Today, 2nd February, is celebrated the World Wetlands Day to commemorate the date of the adoption of the Convention on Wetlands in 1971, in the Iranian city of Ramsar on the shores of the Caspian Sea. It is an intergovernmental treaty that provides the framework for the conservation and wise use of wetlands and their resources. Since then, 169 countries from all the world’s geographic regions have acceded to became “Contracting Parties” and 2.245 wetlands have been declared Ramsar according to their international significance in terms of ecology, botany, zoology, limnology or hydrology, 215.029.188 hectares. Spain signed this treaty in 1982 and it has designed 74 wetlands on the Ramsar list, 303.090 hectares. The most well-known are: Doñana, the Tablas de Daimiel, the Delta del Ebre, Santoña, Gallocanta or Villafáfila. In the Balearic Island there are two: Mallorca lagoon and Eivissa and Formentera Salines.
Despite these figures, growing concern about these ecosystems or the fact that wetlands account for 45% of the value of all natural ecosystems on the planet, 60% of Spanish wetlands have disappeared in recent decades. Most of the Spanish Ramsar areas are in a serious situation due to alteration, exploitation or occupation among other impacts, although many of them also have other protection figures (National Park, Natural Park or Zepa). But if the state of conservation of areas of international importance is insufficient, it is much worse for those who don’t enjoy any measure or figure of protection or who don’t have this international importance.

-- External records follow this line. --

//! Persistence module split across logical submodules. The [`PlayerStore`]
//! trait is the seam between the coordinator and SQLite so tests can
//! substitute an in-memory double without touching a real connection.

mod connection;
mod players;

use thiserror::Error;

pub use connection::{default_db_path, open, open_default, open_in_memory};
pub use players::SqliteStore;

use crate::models::{Player, PlayerChanges, SearchCriteria};

/// Distinct storage-error kind. Any fault from the underlying engine
/// (connectivity, constraint violation) surfaces as this type with the
/// original message preserved, never as a raw driver error.
#[derive(Debug, Clone, Error, PartialEq, Eq)]
#[error("{message}")]
pub struct StoreError {
    message: String,
}

impl StoreError {
    /// Build a storage error from any displayable message.
    pub fn new(message: impl Into<String>) -> Self {
        Self {
            message: message.into(),
        }
    }

    /// The underlying engine's message, used when wrapping into domain errors.
    pub fn message(&self) -> &str {
        &self.message
    }
}

impl From<rusqlite::Error> for StoreError {
    fn from(err: rusqlite::Error) -> Self {
        Self::new(err.to_string())
    }
}

/// Single-table persistence contract for roster entries.
///
/// `find` and `delete` share the same filter semantics: text criteria match
/// by substring, the birth date by exact equality, all present criteria
/// AND-combined, and an empty criteria set matches every row.
pub trait PlayerStore {
    /// Insert one row. No duplicate detection.
    fn add(&self, player: &Player) -> Result<(), StoreError>;

    /// Every row in storage order.
    fn all(&self) -> Result<Vec<Player>, StoreError>;

    /// Rows matching the AND-combined criteria; possibly empty.
    fn find(&self, criteria: &SearchCriteria) -> Result<Vec<Player>, StoreError>;

    /// Remove matching rows and return how many were removed. An empty
    /// criteria set removes every row.
    fn delete(&self, criteria: &SearchCriteria) -> Result<usize, StoreError>;

    /// A bounded slice of rows in storage order, independent of `count`.
    fn paginate(&self, offset: u64, limit: u64) -> Result<Vec<Player>, StoreError>;

    /// Total row count, ignoring all filters.
    fn count(&self) -> Result<u64, StoreError>;

    /// Overwrite the present `changes` fields on the row(s) matching every
    /// field of `original` exactly. Returns the number of rows touched; an
    /// empty change set is a no-op returning zero.
    fn replace(&self, original: &Player, changes: &PlayerChanges) -> Result<usize, StoreError>;

    /// Delete every row, returning how many were removed.
    fn clear(&self) -> Result<usize, StoreError>;
}
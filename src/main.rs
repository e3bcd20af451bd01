//! Binary entry point: a thin command-line presentation layer over the
//! coordinator. It collects input, parses dates, renders domain errors as
//! user-facing messages, and prints the notifications the coordinator
//! broadcasts. All record logic lives in the library.

use std::path::PathBuf;

use anyhow::Result;
use chrono::NaiveDate;
use clap::{Args, Parser, Subcommand};

use roster_manager::{db, Coordinator, Notification, SearchCriteria, SqliteStore};

#[derive(Parser, Debug)]
#[command(author, version, about = "Manage a roster of players backed by SQLite")]
struct Cli {
    /// Path to the SQLite database. Defaults to a per-user file beneath the
    /// home directory.
    #[arg(long, value_name = "FILE", global = true)]
    db: Option<PathBuf>,

    #[command(subcommand)]
    command: Command,
}

/// Shared optional-filter arguments for `search` and `delete`.
#[derive(Args, Debug, Clone)]
struct FilterArgs {
    #[arg(long, help = "Substring match on the full name")]
    name: Option<String>,
    #[arg(long, value_name = "YYYY-MM-DD", help = "Exact birth date match")]
    birth_date: Option<NaiveDate>,
    #[arg(long, help = "Substring match on the team")]
    team: Option<String>,
    #[arg(long, help = "Substring match on the home city")]
    city: Option<String>,
    #[arg(long, help = "Substring match on the squad")]
    squad: Option<String>,
    #[arg(long, help = "Substring match on the position")]
    position: Option<String>,
}

impl From<FilterArgs> for SearchCriteria {
    fn from(args: FilterArgs) -> Self {
        SearchCriteria {
            full_name: args.name,
            birth_date: args.birth_date,
            team: args.team,
            home_city: args.city,
            squad: args.squad,
            position: args.position,
        }
    }
}

#[derive(Subcommand, Debug)]
enum Command {
    /// Add one player to the roster.
    Add {
        #[arg(long)]
        name: String,
        #[arg(long, value_name = "YYYY-MM-DD")]
        birth_date: NaiveDate,
        #[arg(long)]
        team: String,
        #[arg(long)]
        city: String,
        #[arg(long)]
        squad: String,
        #[arg(long)]
        position: String,
    },
    /// List every player in storage order.
    List,
    /// Search with optional AND-combined filters.
    Search(FilterArgs),
    /// Delete every player matching the filters (all of them if none given).
    Delete(FilterArgs),
    /// Show one page of players plus the total count.
    Page {
        #[arg(long, default_value_t = 0)]
        offset: u64,
        #[arg(long, default_value_t = 10)]
        limit: u64,
    },
    /// Print the total number of players.
    Count,
    /// Bulk-import players from an XML document.
    Import { path: PathBuf },
    /// Bulk-export the current roster to an XML document.
    Export { path: PathBuf },
    /// Remove every player from the roster.
    Clear,
}

fn main() -> Result<()> {
    let _logger = flexi_logger::Logger::try_with_env_or_str("info")?.start()?;
    let cli = Cli::parse();

    let conn = match &cli.db {
        Some(path) => db::open(path)?,
        None => db::open_default()?,
    };
    let mut coordinator = Coordinator::new(SqliteStore::new(conn));
    coordinator.subscribe(Box::new(print_notification));

    run(&coordinator, cli.command)
}

fn run(coordinator: &Coordinator<SqliteStore>, command: Command) -> Result<()> {
    match command {
        Command::Add {
            name,
            birth_date,
            team,
            city,
            squad,
            position,
        } => {
            coordinator.add_player(&name, birth_date, &team, &city, &squad, &position)?;
        }
        Command::List => {
            for player in coordinator.list_all()? {
                println!("{player}");
            }
        }
        Command::Search(filters) => {
            let players = coordinator.search(&filters.into())?;
            for player in &players {
                println!("{player}");
            }
        }
        Command::Delete(filters) => {
            coordinator.delete_players(&filters.into())?;
        }
        Command::Page { offset, limit } => {
            let (page, total) = coordinator.paginate(offset, limit)?;
            for player in &page {
                println!("{player}");
            }
            println!("({} of {total} players)", page.len());
        }
        Command::Count => {
            println!("{}", coordinator.count()?);
        }
        Command::Import { path } => {
            let imported = coordinator.import_from_xml(&path)?;
            println!("Imported {imported} player(s) from {}", path.display());
        }
        Command::Export { path } => {
            coordinator.export_to_xml(&path, None)?;
            println!("Exported roster to {}", path.display());
        }
        Command::Clear => {
            let cleared = coordinator.clear_all()?;
            println!("Removed {cleared} player(s)");
        }
    }
    Ok(())
}

/// Listener wired into the coordinator so state changes are visible on the
/// terminal regardless of which subcommand triggered them.
fn print_notification(notification: &Notification) {
    match notification {
        Notification::Added(player) => println!("Added: {player}"),
        Notification::Results(players) => println!("Found {} player(s).", players.len()),
        Notification::Deleted(count) => println!("Deleted {count} player(s)."),
        Notification::Updated => {}
    }
}
//! Domain-level error taxonomy surfaced by the [`Coordinator`]. Low-level
//! storage and file-system faults never cross the coordinator boundary
//! unwrapped; they are re-signalled here with a human-readable message so the
//! presentation layer can render them directly.
//!
//! [`Coordinator`]: crate::coordinator::Coordinator

use thiserror::Error;

/// Errors a presentation-layer caller is expected to catch and display.
///
/// `NotFound` and `NothingDeleted` are expected outcomes of well-formed
/// queries, distinct from an empty list, so display logic can tell "search
/// ran and found nothing" apart from "search is still pending".
#[derive(Debug, Clone, Error, PartialEq, Eq)]
pub enum Error {
    /// Caller-supplied data violated a precondition. Raised before any
    /// storage call is made.
    #[error("{0}")]
    Validation(String),

    /// A search matched zero rows.
    #[error("No players found with the given criteria.")]
    NotFound,

    /// A delete affected zero rows.
    #[error("No players found for deletion with the given criteria.")]
    NothingDeleted,

    /// The storage engine reported a fault; the original message is attached.
    #[error("Database error: {0}")]
    Persistence(String),

    /// Bulk import failed (parse error, missing field, bad date, or I/O).
    #[error("Import failed: {0}")]
    Import(String),

    /// Bulk export failed (I/O or serialization).
    #[error("Export failed: {0}")]
    Export(String),

    /// An in-place record update failed at the storage layer.
    #[error("Update failed: {0}")]
    Update(String),
}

Minorca doesn’t have Ramsar areas and any wetland of international relevance, but it has an important network of wetlands that provide shelter and resources to more than 50% of its biodiversity, which are winter quarters for thousands of European waterfowls, Which are primordial for thousands of migratory birds that cross the Mediterranean Sea or which give protection to breeding populations of birds as scarce in Spain as the Ferruginous duck Aythya nyroca, the Moustached warbler Acrocephalus melanopogon or the Purple heron Ardea purpurea. It is the work of all, to preserve them and to avoid that the threats that endanger the present and future of these island ecosystems disappear, and that in the future it isn’t necessary to celebrate the Wetlands Day because their conservation and rational use make it not necessary here or anywhere on the planet.